Packages availability on Anaconda upgrade Packages availability on Anaconda upgrade hadoop hadoop

Packages availability on Anaconda upgrade


I assume you installed Anaconda on hadoop nodes using Cloudera parcels?

https://www.cloudera.com/downloads/partner/anaconda.html

If yes, then you're correct, you'd have to reinstall everything you installed on top of hadoop nodes.

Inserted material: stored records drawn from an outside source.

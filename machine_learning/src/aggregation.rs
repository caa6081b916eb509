//! Uniform federated averaging.

use log::debug;
use ndarray::ArrayD;

use crate::{MlErr, ParameterVector, Result};

/// Averages the parameter vectors of a cohort, tensor position by tensor position.
///
/// Every participant weighs the same regardless of how many samples it trained on (FedAvg
/// without sample-size weighting). Sums are accumulated in `f64` and the result is cast back
/// to `f32`, so the output keeps the input dtype and shapes.
#[derive(Debug, Default, Clone, Copy)]
pub struct Aggregator;

impl Aggregator {
    pub fn new() -> Self {
        Self
    }

    /// Computes the element-wise arithmetic mean of `vectors`.
    ///
    /// # Arguments
    /// * `vectors` - One parameter vector per participant, all sharing the same structure.
    ///
    /// # Returns
    /// The averaged vector, or an error if `vectors` is empty or any vector differs in tensor
    /// count or shape from the first one. Nothing is averaged on error.
    pub fn mean(&self, vectors: &[ParameterVector]) -> Result<ParameterVector> {
        let (first, rest) = vectors.split_first().ok_or(MlErr::EmptyCohort)?;

        for (i, other) in rest.iter().enumerate() {
            first.check_compatible(other, i + 1)?;
        }

        let n = vectors.len() as f64;
        debug!(participants = vectors.len(), tensors = first.len(); "averaging cohort");

        let layers = first
            .layers()
            .iter()
            .enumerate()
            .map(|(pos, tensor)| {
                let mut acc: ArrayD<f64> = tensor.mapv(f64::from);
                for other in rest {
                    acc.zip_mut_with(&other.layers()[pos], |a, &x| *a += f64::from(x));
                }

                acc.mapv(|sum| (sum / n) as f32)
            })
            .collect();

        Ok(ParameterVector::new(layers))
    }
}
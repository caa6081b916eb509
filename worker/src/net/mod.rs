mod client;
mod transport;

pub use client::{
    CoordinatorClient, RoundCoordinator, RoundCoordinatorTemplate, TcpCoordinatorClient,
    ZmqCoordinatorClient,
};
pub use transport::{AnyTransport, Framed, Transport, TransportTemplate, ZmqTransport};
use std::{io, num::NonZeroU64};

use comms::msg::Reply;
use log::{debug, info, warn};
use machine_learning::{
    Aggregator,
    training::{LocalTrainer, TrainStats},
};
use tokio::{task, time::Instant};

use crate::{
    Result, WorkerErr,
    exchange::{ExchangeStore, WorkerId},
    metrics::{Metrics, RunReport},
    net::RoundCoordinator,
    state::{Phase, RoundState},
};

/// Drives one worker through the federated rounds.
///
/// Every round trains locally, publishes the result, then blocks on the coordinator's
/// barrier. A `Continue` means every peer published, so the cohort is read back, averaged
/// and loaded before the next round; a `Stop` ends the run with the local parameters as they
/// are, without reading or aggregating.
///
/// Passing the barrier of round `r` also retires this worker's entry of round `r - 1`. The
/// entries of the last round are left in place.
///
/// Training is CPU-bound and runs on Tokio's blocking pool. The trainer is moved in and back
/// out, so it must be `Send + 'static`.
pub struct WorkerLoop<T, S> {
    worker_id: WorkerId,
    trainer: T,
    store: S,
    aggregator: Aggregator,
    state: RoundState,
    metrics: Metrics,
    max_rounds: Option<NonZeroU64>,
}

impl<T, S> WorkerLoop<T, S>
where
    T: LocalTrainer + Send + 'static,
    S: ExchangeStore + Send,
{
    /// Creates a new `WorkerLoop`.
    ///
    /// # Args
    /// * `worker_id` - This worker's identity inside the cohort.
    /// * `trainer` - The local model, already loaded with its shard.
    /// * `store` - Where vectors are exchanged with the rest of the cohort.
    pub fn new(worker_id: WorkerId, trainer: T, store: S) -> Self {
        Self {
            worker_id,
            trainer,
            store,
            aggregator: Aggregator::new(),
            state: RoundState::new(),
            metrics: Metrics::default(),
            max_rounds: None,
        }
    }

    /// Fails the run if the coordinator has not stopped it after `max_rounds` rounds.
    pub fn with_max_rounds(mut self, max_rounds: Option<NonZeroU64>) -> Self {
        self.max_rounds = max_rounds;
        self
    }

    pub fn state(&self) -> &RoundState {
        &self.state
    }

    /// Runs rounds until the coordinator answers `Stop`.
    ///
    /// # Returns
    /// The accuracy history, the wall-clock time since the cohort was ready, and the local
    /// parameters held when the stop arrived.
    ///
    /// # Errors
    /// Every failure is fatal: coordinator protocol or channel errors, a missing or corrupt
    /// peer vector, a cohort that cannot be averaged, or a trainer error.
    pub async fn run<C>(mut self, coordinator: &mut C) -> Result<RunReport>
    where
        C: RoundCoordinator,
    {
        let worker_id = self.worker_id;

        self.state.advance(Phase::Ready)?;
        let started = Instant::now();
        coordinator.ready().await?;
        info!(worker_id = worker_id; "cohort ready, starting round 1");

        loop {
            self.state.advance(Phase::Training)?;
            let round = self.state.round();
            self.check_cap(round)?;

            let (trainer, stats) = train_blocking(self.trainer).await?;
            self.trainer = trainer;
            let stats = stats.map_err(|source| WorkerErr::Training { round, source })?;
            let local = self
                .trainer
                .evaluate()
                .map_err(|source| WorkerErr::Training { round, source })?;
            self.metrics.push_local(local);
            debug!(
                worker_id = worker_id, round = round, steps = stats.steps, loss = stats.loss;
                "local accuracy {local:.4}"
            );

            let params = self.trainer.parameters();
            self.store.publish(round, &params).await?;
            self.state.advance(Phase::Published)?;

            self.state.advance(Phase::Awaiting)?;
            let reply = coordinator.sync(round).await?;

            // Every peer published `round`, so every peer is done reading the one before.
            if round > 1 {
                if let Err(e) = self.store.retire(round - 1).await {
                    warn!(worker_id = worker_id, round = round; "cannot retire round {}: {e}", round - 1);
                }
            }

            match reply {
                Reply::Stop => {
                    self.state.advance(Phase::Stopped)?;
                    info!(worker_id = worker_id, round = round; "coordinator stopped the cohort");
                    break;
                }
                Reply::Continue => {}
            }

            let record = self.store.read_all(round).await?;
            let global = self
                .aggregator
                .mean(&record.into_vectors())
                .map_err(|source| WorkerErr::Aggregation { round, source })?;

            self.trainer
                .set_parameters(global)
                .map_err(|source| WorkerErr::Aggregation { round, source })?;
            let global = self
                .trainer
                .evaluate()
                .map_err(|source| WorkerErr::Training { round, source })?;
            self.metrics.push_global(global);
            self.state.advance(Phase::Aggregated)?;

            info!(
                worker_id = worker_id, round = round;
                "round done, local {local:.4} global {global:.4}"
            );
        }

        self.metrics.elapsed = started.elapsed();

        Ok(RunReport {
            params: self.trainer.parameters(),
            rounds: self.state.round(),
            metrics: self.metrics,
        })
    }

    fn check_cap(&self, round: u64) -> Result<()> {
        match self.max_rounds {
            Some(max) if round > max.get() => {
                warn!(worker_id = self.worker_id, round = round; "round cap exceeded");
                Err(WorkerErr::Protocol {
                    round,
                    detail: format!("no stop received after {max} rounds"),
                })
            }
            _ => Ok(()),
        }
    }
}

async fn train_blocking<T>(mut trainer: T) -> io::Result<(T, machine_learning::Result<TrainStats>)>
where
    T: LocalTrainer + Send + 'static,
{
    task::spawn_blocking(move || {
        let stats = trainer.train();
        (trainer, stats)
    })
    .await
    .map_err(|e| io::Error::other(format!("training task failed: {e}")))
}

Cloudera looks at parcels as "immutable" - their state shouldn't change. So when you install something on top of parcels, or change them in any way, expect you changes can be lost. (e.g. parcel redeployment, as it'll untar the parcels again) Same applies for upgrades - new Anaconda version comes with just a new tar file (that's what a parcel basically is, with some metadata information).

If you're interested in managing Python environments - look at conda virtual environment - https://conda.io/docs/user-guide/overview.html

, or conda-pack specifically as an example for Spark on YARN - https://conda.github.io/conda-pack/spark.html

We're currently migrating all of our Spark jobs to conda environments, instead of relying on Anaconda parcels.

PS. I noticed you're using python-2.7 tag for this topic. Notice that free Anaconda Cloudera parcels (starting with Anaconda 5 release) no longer provide Python2. It'll come with Python3 there. Beware! That change brought us off guard. And that was another reason to migrate to conda as we can switch between Python2 and Python3 now easily by project.